In weighing the Appellant’s submission that a suitable penalty would be a loss of days and the Service Prosecutor’s suggestion that a 24 month demotion should be applied, the Hearing Officer carefully assessed the most appropriate cases made available to her and concluded that the submissions of counsel were not binding. Wildeboer and Toronto Police Service (November 6,
2006, O.C.C.P.S.)
She weighed Constable Aguiar’s length of service and positive documentations on file and did not accord the absence of a guilty
plea or his choice of a trial any weight. She noted that his clear discipline record between the 1996 convictions and the current discipline provided positive mitigation against imposing the higher penalty proposed by the Prosecution. She further found that Constable Aguiar had not learned from his previous discipline. She also expressed concerns about the Appellant’s demonstrated potential for rehabilitation.
In determining a penalty that was within an appropriate range under the circumstances, the Hearing Officer considered the need for general and specific deterrence for police officers who exhibit “defiant behaviour” and take it upon themselves to determine the orders with which they will comply. She considered the potential damage to the reputation to the Service and the effective management of the police force.
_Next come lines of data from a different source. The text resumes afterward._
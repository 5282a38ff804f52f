//! doorman-hw: hardware abstraction for camera capture and lock relay control.
//!
//! Provides V4L2-based camera access and a sysfs GPIO relay with timed,
//! self-relocking unlocks.

pub mod camera;
pub mod frame;
pub mod relay;

pub use camera::{Camera, CameraError, DeviceInfo, PixelFormat};
pub use frame::{Frame, FrameError};
pub use relay::{Actuator, ActuatorError, GpioActuator, Relay, RelayError, RelayState};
The Hearing Officer also noted the potential negative financial impact on the Appellant, but concluded that the seriousness of the misconduct and the evidence of his previous disciplinary history mitigated against a lighter penalty. This is certainly a reasonable conclusion.
Further, consistency of penalty is not an “absolute”. There is a range of penalties that have been imposed for insubordination and discreditable conduct; however, the mitigating and aggravating factors can vary. In this case, the Hearing Officer determined that the repeated failure of the officer to comply with the orders was an aggravating factor. Gregg and Midland Police Service (2001), 3 O.P.R. 1522 (O.C.C.P.S.)
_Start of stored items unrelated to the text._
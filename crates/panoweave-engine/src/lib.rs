#![warn(missing_docs)]
//! # panoweave-engine
//!
//! ## Purpose
//! Facade over the projection subsystem: validates requests, picks the
//! cheapest correct path, and returns a finished equirectangular buffer.
//!
//! ## Responsibilities
//! - Clamp and validate requested output widths.
//! - Dispatch single-image conversions between the direct-resize fast path,
//!   the fisheye-style projector, and the horizontal-strip cubemap route.
//! - Run the six-face stitch pipeline (preprocess, then cubemap projection).
//! - Decode compressed image payloads into validated buffers.
//!
//! ## Data flow
//! Caller bytes -> [`decode_rgb_bytes`] -> [`ConversionRequest`] /
//! [`StitchRequest`] -> [`Engine::convert`] / [`Engine::stitch`] ->
//! [`ConversionResult`] handed back for encoding and transport (caller's
//! responsibility).
//!
//! ## Ownership and lifetimes
//! Requests own their buffers; the engine holds no state across calls beyond
//! its classifier, so one engine value is safe to share across parallel
//! callers.
//!
//! ## Error model
//! All failures surface synchronously as [`EngineError`] values; there is no
//! partial-result mode and no internal retry. [`EngineError::kind`] maps each
//! variant onto the caller-facing failure taxonomy.

use panoweave_core::{
    AspectRatioClassifier, CHANNELS, CoreError, CubeFace, FaceSet, ImageBuffer,
    ProjectionClassifier, ProjectionFormat, resize_bilinear,
};
use panoweave_faces::{FaceError, crop_to_common_square, preprocess};
use panoweave_project::{ProjectError, project_cubemap_to_equirect, project_to_equirect};
use serde::{Deserialize, Serialize};
use thiserror::Error;

/// Output width applied when the caller does not request one.
pub const DEFAULT_OUTPUT_WIDTH: u32 = 4096;

/// Ceiling on requested output width; larger requests are clamped down.
pub const MAX_OUTPUT_WIDTH: u32 = 8192;

/// Floor on requested output width; smaller requests are rejected.
pub const MIN_OUTPUT_WIDTH: u32 = 2;

/// Aspect-ratio tolerance for the "already equirectangular" shortcut.
///
/// Deliberately tighter than the classifier's Equirectangular band: the
/// shortcut skips projection entirely, so it only fires when the source is
/// almost exactly 2:1.
const NEAR_EQUIRECT_TOLERANCE: f64 = 0.1;

/// Single-image conversion request.
#[derive(Debug, Clone)]
pub struct ConversionRequest {
    /// Decoded source image.
    pub image: ImageBuffer,
    /// Desired output width before clamp policy is applied.
    pub output_width: u32,
}

impl ConversionRequest {
    /// Creates a request with an explicit output width.
    pub fn new(image: ImageBuffer, output_width: u32) -> Self {
        Self {
            image,
            output_width,
        }
    }

    /// Creates a request using [`DEFAULT_OUTPUT_WIDTH`].
    pub fn with_default_width(image: ImageBuffer) -> Self {
        Self::new(image, DEFAULT_OUTPUT_WIDTH)
    }
}

/// Six-face stitch request.
#[derive(Debug, Clone)]
pub struct StitchRequest {
    /// Collected cube faces; all six labels are mandatory.
    pub faces: FaceSet,
    /// Desired output width before clamp policy is applied.
    pub output_width: u32,
}

impl StitchRequest {
    /// Creates a request with an explicit output width.
    pub fn new(faces: FaceSet, output_width: u32) -> Self {
        Self {
            faces,
            output_width,
        }
    }

    /// Creates a request using [`DEFAULT_OUTPUT_WIDTH`].
    pub fn with_default_width(faces: FaceSet) -> Self {
        Self::new(faces, DEFAULT_OUTPUT_WIDTH)
    }
}

/// Finished conversion: the equirectangular buffer plus echoed metadata.
#[derive(Debug, Clone)]
pub struct ConversionResult {
    /// Equirectangular output buffer.
    pub image: ImageBuffer,
    /// Output width in pixels; always populated.
    pub width: u32,
    /// Output height in pixels (`width / 2`); always populated.
    pub height: u32,
    /// Classifier hint recorded for single-image conversions; stitches have
    /// no single source format.
    pub source_format: Option<ProjectionFormat>,
}

impl ConversionResult {
    /// Transport-friendly summary of this result.
    pub fn summary(&self) -> ResultSummary {
        ResultSummary {
            width: self.width,
            height: self.height,
            source_format: self.source_format,
        }
    }
}

/// Serializable result metadata echoed to transport callers.
#[derive(Debug, Clone, Copy, PartialEq, Eq, Serialize, Deserialize)]
pub struct ResultSummary {
    /// Output width in pixels.
    pub width: u32,
    /// Output height in pixels.
    pub height: u32,
    /// Classifier hint for the source image, when one applies.
    pub source_format: Option<ProjectionFormat>,
}

/// Caller-facing failure taxonomy.
#[derive(Debug, Clone, Copy, PartialEq, Eq)]
pub enum FailureKind {
    /// Caller-correctable input problem (geometry, width policy).
    InvalidInput,
    /// Payload could not be decoded into an image buffer.
    UnsupportedOrUndecodable,
    /// Stitch invoked without all six face labels.
    PreconditionViolation,
}

/// Error type for engine requests.
#[derive(Debug, Error)]
pub enum EngineError {
    /// Requested width is below [`MIN_OUTPUT_WIDTH`].
    #[error("output width {0} is below the minimum of {MIN_OUTPUT_WIDTH}")]
    WidthTooSmall(u32),
    /// Payload bytes could not be decoded.
    #[error("image payload could not be decoded: {0}")]
    Undecodable(#[from] image::ImageError),
    /// Stitch request arrived without the named face.
    #[error("stitch request is missing the {} face", .0.label())]
    MissingFace(CubeFace),
    /// Source buffer failed core validation.
    #[error(transparent)]
    Core(#[from] CoreError),
    /// Face preprocessing failed.
    #[error(transparent)]
    Faces(#[from] FaceError),
    /// Projection kernel failed.
    #[error(transparent)]
    Projection(#[from] ProjectError),
}

impl EngineError {
    /// Maps this error onto the caller-facing [`FailureKind`] taxonomy.
    pub fn kind(&self) -> FailureKind {
        match self {
            EngineError::Undecodable(_) => FailureKind::UnsupportedOrUndecodable,
            EngineError::MissingFace(_) => FailureKind::PreconditionViolation,
            EngineError::WidthTooSmall(_)
            | EngineError::Core(_)
            | EngineError::Faces(_)
            | EngineError::Projection(_) => FailureKind::InvalidInput,
        }
    }
}

/// Decodes compressed image bytes (JPEG or PNG) into a validated buffer.
///
/// # Errors
/// Returns [`EngineError::Undecodable`] with the underlying decoder
/// complaint when the payload is not a decodable image.
pub fn decode_rgb_bytes(bytes: &[u8]) -> Result<ImageBuffer, EngineError> {
    let decoded = image::load_from_memory(bytes)?.to_rgb8();
    let (width, height) = decoded.dimensions();
    Ok(ImageBuffer::new(width, height, decoded.into_raw())?)
}

/// Stateless projection engine with a pluggable source-format classifier.
pub struct Engine {
    classifier: Box<dyn ProjectionClassifier + Send + Sync>,
}

impl Default for Engine {
    fn default() -> Self {
        Self::new()
    }
}

impl Engine {
    /// Creates an engine using the default aspect-ratio classifier.
    pub fn new() -> Self {
        Self::with_classifier(Box::new(AspectRatioClassifier))
    }

    /// Creates an engine with a caller-supplied classifier, for callers who
    /// hold ground-truth capture metadata instead of the heuristic.
    pub fn with_classifier(classifier: Box<dyn ProjectionClassifier + Send + Sync>) -> Self {
        Self { classifier }
    }

    /// Converts one image to equirectangular.
    ///
    /// Near-2:1 sources (`|w/h - 2| < 0.1`) take the direct-resize fast path;
    /// sources classified as a horizontal cubemap strip are sliced into six
    /// faces and routed through the cubemap projector; everything else goes
    /// through the fisheye-style projector.
    ///
    /// # Errors
    /// Returns [`EngineError::WidthTooSmall`] when the requested width is
    /// below [`MIN_OUTPUT_WIDTH`]; projection failures propagate as their
    /// own variants.
    pub fn convert(&self, request: ConversionRequest) -> Result<ConversionResult, EngineError> {
        let out_width = clamp_output_width(request.output_width)?;
        let image = request.image;

        let source_format = self
            .classifier
            .classify(image.width(), image.height());

        let output = if (image.aspect_ratio() - 2.0).abs() < NEAR_EQUIRECT_TOLERANCE {
            resize_bilinear(&image, out_width, out_width / 2)?
        } else if source_format == ProjectionFormat::HorizontalCubemapStrip {
            let faces = crop_to_common_square(slice_horizontal_strip(&image)?)?;
            project_cubemap_to_equirect(&faces, out_width)?
        } else {
            project_to_equirect(&image, out_width)?
        };

        Ok(finish(output, Some(source_format)))
    }

    /// Stitches six labeled cube faces into an equirectangular panorama.
    ///
    /// Always runs the seam-reduction preprocessor before projection.
    ///
    /// # Errors
    /// Returns [`EngineError::MissingFace`] naming the first absent label in
    /// canonical order, or [`EngineError::WidthTooSmall`] for width policy
    /// violations.
    pub fn stitch(&self, request: StitchRequest) -> Result<ConversionResult, EngineError> {
        let out_width = clamp_output_width(request.output_width)?;
        let faces = request.faces.into_faces().map_err(EngineError::MissingFace)?;

        let prepared = preprocess(faces)?;
        let output = project_cubemap_to_equirect(&prepared, out_width)?;

        Ok(finish(output, None))
    }
}

/// Applies the output width policy: clamp above the ceiling, reject below
/// the floor.
///
/// # Errors
/// Returns [`EngineError::WidthTooSmall`] when `requested < MIN_OUTPUT_WIDTH`.
pub fn clamp_output_width(requested: u32) -> Result<u32, EngineError> {
    if requested < MIN_OUTPUT_WIDTH {
        return Err(EngineError::WidthTooSmall(requested));
    }
    Ok(requested.min(MAX_OUTPUT_WIDTH))
}

/// Slices a horizontal strip into six equal-width faces in canonical order.
fn slice_horizontal_strip(image: &ImageBuffer) -> Result<[ImageBuffer; 6], EngineError> {
    let face_width = image.width() / 6;
    if face_width == 0 {
        return Err(EngineError::Core(CoreError::ZeroArea {
            width: image.width(),
            height: image.height(),
        }));
    }

    let src = image.as_bytes();
    let src_stride = image.width() as usize * CHANNELS;
    let row_len = face_width as usize * CHANNELS;

    let mut faces = Vec::with_capacity(6);
    for slot in 0..6usize {
        let left = slot * face_width as usize * CHANNELS;
        let mut rgb = Vec::with_capacity(row_len * image.height() as usize);
        for y in 0..image.height() as usize {
            let offset = y * src_stride + left;
            rgb.extend_from_slice(&src[offset..offset + row_len]);
        }
        faces.push(ImageBuffer::new(face_width, image.height(), rgb)?);
    }

    Ok(faces
        .try_into()
        .unwrap_or_else(|_| unreachable!("exactly six slices are produced")))
}

fn finish(image: ImageBuffer, source_format: Option<ProjectionFormat>) -> ConversionResult {
    let width = image.width();
    let height = image.height();
    ConversionResult {
        image,
        width,
        height,
        source_format,
    }
}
In Thompson and Chatham Police Service (1977), 1 O.P.R. 342 (O.P.C.) at page 345, it was stated that:
This Commission takes a serious view of deliberate disobedience of orders, properly authorized by statute and by authorities given responsibility under the statute. The Commission is of the opinion that if the decision as to whether or not a lawful order should be
obeyed is a subjective one, then chaos must be the result and the complete breakdown of policing which would undermine the force to a degree as to make it impotent and create anarchy. There are saving procedures to protect constables against tyrannical and illegal orders, but the method chosen by the appellant to challenge the system, assuming that he was sincere in his convictions, was completely improper.
We agree with these comments.
The role of a police officer carries considerable authority. With that authority comes accountability. Constable Aguiar was a veteran police officer. As a senior member of the Service, he would have been abundantly familiar with Service policies and procedures relative to note-taking and preservation of Service property, i.e., notebooks, following supervisors’ directions and rules for taking assigned lunch breaks or applying for authorization from a supervisor. Obeying lawful orders is non- negotiable. The community must have confidence in the police officers sworn to serve and protect.
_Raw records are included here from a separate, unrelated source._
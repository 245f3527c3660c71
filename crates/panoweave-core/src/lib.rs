#![warn(missing_docs)]
//! # panoweave-core
//!
//! ## Purpose
//! Defines the pure data model and leaf algorithms used across the
//! `panoweave` workspace.
//!
//! ## Responsibilities
//! - Represent validated RGB image buffers.
//! - Name cube faces and their canonical processing order.
//! - Classify a probable source projection from image aspect ratio.
//! - Provide bilinear sampling and resampling used by every projector.
//!
//! ## Data flow
//! Callers decode payloads into [`ImageBuffer`] values; projectors read them
//! through [`sample_bilinear`] and produce new buffers. Six-face requests are
//! collected in a [`FaceSet`] before stitching.
//!
//! ## Ownership and lifetimes
//! Buffers own their backing `Vec<u8>`; every entity is a request-scoped
//! value object and nothing outlives a single engine call.
//!
//! ## Error model
//! Shape and dimension violations return [`CoreError`] variants with
//! caller-actionable categorization. Sampling itself is total: coordinates
//! outside the buffer clamp to the nearest edge and never fail.

use serde::{Deserialize, Serialize};
use thiserror::Error;

/// Number of channels per pixel (red, green, blue).
pub const CHANNELS: usize = 3;

/// One RGB pixel value.
pub type Rgb = [u8; CHANNELS];

/// Decoded raster image with a validated row-major RGB byte buffer.
#[derive(Debug, Clone, PartialEq, Eq)]
pub struct ImageBuffer {
    width: u32,
    height: u32,
    rgb: Vec<u8>,
}

impl ImageBuffer {
    /// Constructs a validated image buffer.
    ///
    /// # Errors
    /// Returns [`CoreError::ZeroArea`] when either dimension is zero and
    /// [`CoreError::InvalidBufferShape`] when the byte length is not exactly
    /// `width * height * 3`.
    pub fn new(width: u32, height: u32, rgb: Vec<u8>) -> Result<Self, CoreError> {
        let expected = required_rgb_len(width, height)?;
        if rgb.len() != expected {
            return Err(CoreError::InvalidBufferShape {
                expected,
                actual: rgb.len(),
            });
        }

        Ok(Self { width, height, rgb })
    }

    /// Constructs a buffer filled with one uniform color.
    ///
    /// # Errors
    /// Returns [`CoreError::ZeroArea`] when either dimension is zero.
    pub fn filled(width: u32, height: u32, color: Rgb) -> Result<Self, CoreError> {
        let len = required_rgb_len(width, height)?;
        let mut rgb = Vec::with_capacity(len);
        for _ in 0..len / CHANNELS {
            rgb.extend_from_slice(&color);
        }
        Ok(Self { width, height, rgb })
    }

    /// Returns image width in pixels (always >= 1).
    pub fn width(&self) -> u32 {
        self.width
    }

    /// Returns image height in pixels (always >= 1).
    pub fn height(&self) -> u32 {
        self.height
    }

    /// Returns the raw row-major RGB bytes.
    pub fn as_bytes(&self) -> &[u8] {
        &self.rgb
    }

    /// Consumes the buffer and returns the raw bytes.
    pub fn into_bytes(self) -> Vec<u8> {
        self.rgb
    }

    /// Returns the pixel at `(x, y)`.
    ///
    /// # Panics
    /// Panics when `(x, y)` is outside the buffer; callers that hold
    /// real-valued coordinates go through [`sample_bilinear`] instead.
    pub fn pixel(&self, x: u32, y: u32) -> Rgb {
        assert!(x < self.width && y < self.height, "pixel out of bounds");
        let offset = (y as usize * self.width as usize + x as usize) * CHANNELS;
        [self.rgb[offset], self.rgb[offset + 1], self.rgb[offset + 2]]
    }

    /// Aspect ratio `width / height` as used by format classification.
    pub fn aspect_ratio(&self) -> f64 {
        f64::from(self.width) / f64::from(self.height)
    }
}

/// One face of an axis-aligned cubemap.
#[derive(Debug, Clone, Copy, PartialEq, Eq, Hash, Serialize, Deserialize)]
#[serde(rename_all = "lowercase")]
pub enum CubeFace {
    /// Forward-looking wall capture.
    Front,
    /// Right wall capture.
    Right,
    /// Rear wall capture.
    Back,
    /// Left wall capture.
    Left,
    /// Ceiling capture.
    Up,
    /// Floor capture.
    Down,
}

impl CubeFace {
    /// Canonical processing order; assembly must receive and preserve it.
    pub const CANONICAL: [CubeFace; 6] = [
        CubeFace::Front,
        CubeFace::Right,
        CubeFace::Back,
        CubeFace::Left,
        CubeFace::Up,
        CubeFace::Down,
    ];

    /// Index of this face within [`CubeFace::CANONICAL`].
    pub fn index(self) -> usize {
        match self {
            CubeFace::Front => 0,
            CubeFace::Right => 1,
            CubeFace::Back => 2,
            CubeFace::Left => 3,
            CubeFace::Up => 4,
            CubeFace::Down => 5,
        }
    }

    /// Lowercase label used in caller-facing messages.
    pub fn label(self) -> &'static str {
        match self {
            CubeFace::Front => "front",
            CubeFace::Right => "right",
            CubeFace::Back => "back",
            CubeFace::Left => "left",
            CubeFace::Up => "up",
            CubeFace::Down => "down",
        }
    }

    /// Returns `true` for the four lateral (wall) faces.
    pub fn is_wall(self) -> bool {
        !matches!(self, CubeFace::Up | CubeFace::Down)
    }
}

/// Probable source projection inferred from image geometry.
///
/// Produced only by a [`ProjectionClassifier`]; downstream code must treat it
/// as a hint, not a verified decode.
#[derive(Debug, Clone, Copy, PartialEq, Eq, Serialize, Deserialize)]
#[serde(rename_all = "snake_case")]
pub enum ProjectionFormat {
    /// Near 2:1 grid, assumed lat/lon panorama.
    Equirectangular,
    /// Roughly square, assumed wide-angle radial capture.
    Fisheye,
    /// Wider than 5.5:1, assumed six faces laid out side by side.
    HorizontalCubemapStrip,
    /// Anything else; routed through the fisheye-style transform.
    PerspectiveOrOther,
}

/// Capability interface for source-format classification.
///
/// The default [`AspectRatioClassifier`] is a heuristic; callers holding
/// ground-truth capture metadata can substitute their own implementation.
pub trait ProjectionClassifier {
    /// Classifies the probable projection of a `width x height` image.
    fn classify(&self, width: u32, height: u32) -> ProjectionFormat;
}

/// Aspect-ratio heuristic classifier.
///
/// Decision table, first match wins:
/// - `1.9 <= r <= 2.1` -> [`ProjectionFormat::Equirectangular`]
/// - `0.9 <= r <= 1.1` -> [`ProjectionFormat::Fisheye`]
/// - `r > 5.5` -> [`ProjectionFormat::HorizontalCubemapStrip`]
/// - otherwise [`ProjectionFormat::PerspectiveOrOther`]
#[derive(Debug, Clone, Copy, Default)]
pub struct AspectRatioClassifier;

impl ProjectionClassifier for AspectRatioClassifier {
    fn classify(&self, width: u32, height: u32) -> ProjectionFormat {
        if height == 0 {
            return ProjectionFormat::PerspectiveOrOther;
        }

        let r = f64::from(width) / f64::from(height);
        if (1.9..=2.1).contains(&r) {
            ProjectionFormat::Equirectangular
        } else if (0.9..=1.1).contains(&r) {
            ProjectionFormat::Fisheye
        } else if r > 5.5 {
            ProjectionFormat::HorizontalCubemapStrip
        } else {
            ProjectionFormat::PerspectiveOrOther
        }
    }
}

/// Collects cube face images keyed by [`CubeFace`] ahead of a stitch.
#[derive(Debug, Clone, Default)]
pub struct FaceSet {
    slots: [Option<ImageBuffer>; 6],
}

impl FaceSet {
    /// Creates an empty face set.
    pub fn new() -> Self {
        Self::default()
    }

    /// Inserts one face image, returning any previously held image for the
    /// same face.
    pub fn insert(&mut self, face: CubeFace, image: ImageBuffer) -> Option<ImageBuffer> {
        self.slots[face.index()].replace(image)
    }

    /// Returns the image held for `face`, if any.
    pub fn get(&self, face: CubeFace) -> Option<&ImageBuffer> {
        self.slots[face.index()].as_ref()
    }

    /// Returns the first face missing in canonical order, if any.
    pub fn missing(&self) -> Option<CubeFace> {
        CubeFace::CANONICAL
            .into_iter()
            .find(|face| self.slots[face.index()].is_none())
    }

    /// Consumes the set and returns the six faces in canonical order.
    ///
    /// # Errors
    /// Returns the first missing [`CubeFace`] in canonical order when the set
    /// is incomplete.
    pub fn into_faces(self) -> Result<[ImageBuffer; 6], CubeFace> {
        if let Some(face) = self.missing() {
            return Err(face);
        }

        Ok(self
            .slots
            .map(|slot| slot.unwrap_or_else(|| unreachable!("completeness checked above"))))
    }
}

/// Samples `image` at real-valued coordinates with bilinear weighting.
///
/// The four lattice neighbors are each clamped to
/// `[0, width - 1] x [0, height - 1]` (edge-clamp, never wrap), so the lookup
/// is total: out-of-range coordinates return the nearest edge value. The
/// clamp policy defines exact behavior along image borders and is relied on
/// by every projector.
pub fn sample_bilinear(image: &ImageBuffer, x: f64, y: f64) -> Rgb {
    let max_x = i64::from(image.width() - 1);
    let max_y = i64::from(image.height() - 1);

    let x0 = x.floor() as i64;
    let y0 = y.floor() as i64;
    let tx = x - x.floor();
    let ty = y - y.floor();

    let xa = x0.clamp(0, max_x) as u32;
    let xb = (x0 + 1).clamp(0, max_x) as u32;
    let ya = y0.clamp(0, max_y) as u32;
    let yb = (y0 + 1).clamp(0, max_y) as u32;

    let p00 = image.pixel(xa, ya);
    let p10 = image.pixel(xb, ya);
    let p01 = image.pixel(xa, yb);
    let p11 = image.pixel(xb, yb);

    let w00 = (1.0 - tx) * (1.0 - ty);
    let w10 = tx * (1.0 - ty);
    let w01 = (1.0 - tx) * ty;
    let w11 = tx * ty;

    let mut out = [0u8; CHANNELS];
    for channel in 0..CHANNELS {
        let value = f64::from(p00[channel]) * w00
            + f64::from(p10[channel]) * w10
            + f64::from(p01[channel]) * w01
            + f64::from(p11[channel]) * w11;
        out[channel] = value.round().clamp(0.0, 255.0) as u8;
    }
    out
}

/// Resamples `image` to `out_width x out_height` with bilinear filtering.
///
/// Output pixel centers map linearly onto source pixel centers; border
/// behavior follows [`sample_bilinear`]'s edge clamp.
///
/// # Errors
/// Returns [`CoreError::ZeroArea`] when either output dimension is zero.
pub fn resize_bilinear(
    image: &ImageBuffer,
    out_width: u32,
    out_height: u32,
) -> Result<ImageBuffer, CoreError> {
    let len = required_rgb_len(out_width, out_height)?;
    let scale_x = f64::from(image.width()) / f64::from(out_width);
    let scale_y = f64::from(image.height()) / f64::from(out_height);

    let mut rgb = Vec::with_capacity(len);
    for oy in 0..out_height {
        let sy = (f64::from(oy) + 0.5) * scale_y - 0.5;
        for ox in 0..out_width {
            let sx = (f64::from(ox) + 0.5) * scale_x - 0.5;
            rgb.extend_from_slice(&sample_bilinear(image, sx, sy));
        }
    }

    ImageBuffer::new(out_width, out_height, rgb)
}

/// Error type for core domain validation.
#[derive(Debug, Error)]
pub enum CoreError {
    /// Image dimensions must both be at least one pixel.
    #[error("zero-area image: {width}x{height}")]
    ZeroArea {
        /// Offending width.
        width: u32,
        /// Offending height.
        height: u32,
    },
    /// Pixel buffer length does not match declared geometry.
    #[error("invalid buffer shape: expected {expected} bytes, got {actual}")]
    InvalidBufferShape {
        /// Expected RGB byte count.
        expected: usize,
        /// Actual RGB byte count.
        actual: usize,
    },
    /// Integer overflow while computing buffer geometry.
    #[error("image dimension overflow")]
    DimensionOverflow,
}

fn required_rgb_len(width: u32, height: u32) -> Result<usize, CoreError> {
    if width == 0 || height == 0 {
        return Err(CoreError::ZeroArea { width, height });
    }

    (width as usize)
        .checked_mul(height as usize)
        .and_then(|pixels| pixels.checked_mul(CHANNELS))
        .ok_or(CoreError::DimensionOverflow)
}
//! Tests the aspect-ratio classifier decision table and its stability.

use panoweave_core::{AspectRatioClassifier, ProjectionClassifier, ProjectionFormat};

#[test]
fn classifier_tests_match_decision_table() {
    let classifier = AspectRatioClassifier;

    assert_eq!(
        classifier.classify(2000, 1000),
        ProjectionFormat::Equirectangular
    );
    assert_eq!(classifier.classify(1000, 1000), ProjectionFormat::Fisheye);
    assert_eq!(
        classifier.classify(6000, 1000),
        ProjectionFormat::HorizontalCubemapStrip
    );
    assert_eq!(
        classifier.classify(3000, 1000),
        ProjectionFormat::PerspectiveOrOther
    );
}

#[test]
fn classifier_tests_first_match_wins_on_band_boundaries() {
    let classifier = AspectRatioClassifier;

    // Inclusive band edges.
    assert_eq!(
        classifier.classify(1900, 1000),
        ProjectionFormat::Equirectangular
    );
    assert_eq!(
        classifier.classify(2100, 1000),
        ProjectionFormat::Equirectangular
    );
    assert_eq!(classifier.classify(900, 1000), ProjectionFormat::Fisheye);
    assert_eq!(classifier.classify(1100, 1000), ProjectionFormat::Fisheye);

    // 5.5 itself is outside the strip band.
    assert_eq!(
        classifier.classify(5500, 1000),
        ProjectionFormat::PerspectiveOrOther
    );
}

#[test]
fn classifier_tests_repeated_calls_are_stable() {
    let classifier = AspectRatioClassifier;
    for _ in 0..16 {
        assert_eq!(classifier.classify(1024, 512), ProjectionFormat::Equirectangular);
        assert_eq!(classifier.classify(777, 512), ProjectionFormat::PerspectiveOrOther);
    }
}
The Hearing Officer found Constable Aguiar guilty of two counts of misconduct. Having considered the arguments presented by the Appellant and the Respondent and the reasons of the Hearing Officer on the issue of penalty, we can find no manifest error in principle or lack of consideration of the appropriate factors of sentencing that would entitle us to vary the length of the reduction in rank or the condition imposed.
We do not find that the assessment of a one-year demotion in rank was either undeserved or fundamentally unfair. Based on the evidence before her and the totality of the record we examined, we conclude that the penalty imposed by the Hearing Officer fell within the range of penalties available to her. Her decision was reasonable.
For these reasons, we dismiss the appeal.
DATED AT TORONTO THIS 29th DAY OF NOVEMBER 2010.